Stored data entries
# # # #

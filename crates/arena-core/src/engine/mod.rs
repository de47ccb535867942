pub mod generation;
pub mod locks;
pub mod orchestrator;
pub mod round;

pub use orchestrator::{OpenedRound, Orchestrator, SweepReport, VoteReceipt};
use super::{exit_codes, open_store};
use crate::cli::args::SeedArgs;
use arena_core::catalog::{load_catalog, seed_catalog};
use arena_core::matchmaker::latest_per_origin;

pub fn run(args: SeedArgs) -> anyhow::Result<i32> {
    let file = match load_catalog(&args.catalog) {
        Ok(f) => f,
        Err(e) => {
            eprintln!("catalog error: {:#}", e);
            return Ok(exit_codes::CONFIG_ERROR);
        }
    };
    if file.use_cases.is_empty() {
        eprintln!("catalog {} has no use cases", args.catalog.display());
        return Ok(exit_codes::CONFIG_ERROR);
    }

    let store = open_store(&args.db.db)?;
    let report = seed_catalog(&store, &file)?;

    println!(
        "seeded {} prompt(s) and {} assistant(s); {} new use case(s)",
        report.prompts, report.assistants, report.use_cases_created
    );
    for uc in store.list_use_cases()? {
        let origins = latest_per_origin(store.list_candidates(&uc)?);
        println!("  {:<24} {} origin(s)", uc, origins.len());
    }
    Ok(exit_codes::OK)
}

# # # #

_EXERCISE BRIEF_:
The required response is a complete, exact copy of the records.

_ANSWER BOX_:
filename crates/arena-core/src/engine/mod.rs
repository de47ccb535867942
pub mod generation;
pub mod locks;
pub mod orchestrator;
pub mod round;

pub use orchestrator::{OpenedRound, Orchestrator, SweepReport, VoteReceipt};
use super::{exit_codes, open_store};
use crate::cli::args::SeedArgs;
use arena_core::catalog::{load_catalog, seed_catalog};
use arena_core::matchmaker::latest_per_origin;

pub fn run(args: SeedArgs) -> anyhow::Result<i32> {
    let file = match load_catalog(&args.catalog) {
        Ok(f) => f,
        Err(e) => {
            eprintln!("catalog error: {:#}", e);
            return Ok(exit_codes::CONFIG_ERROR);
        }
    };
    if file.use_cases.is_empty() {
        eprintln!("catalog {} has no use cases", args.catalog.display());
        return Ok(exit_codes::CONFIG_ERROR);
    }

    let store = open_store(&args.db.db)?;
    let report = seed_catalog(&store, &file)?;

    println!(
        "seeded {} prompt(s) and {} assistant(s); {} new use case(s)",
        report.prompts, report.assistants, report.use_cases_created
    );
    for uc in store.list_use_cases()? {
        let origins = latest_per_origin(store.list_candidates(&uc)?);
        println!("  {:<24} {} origin(s)", uc, origins.len());
    }
    Ok(exit_codes::OK)
}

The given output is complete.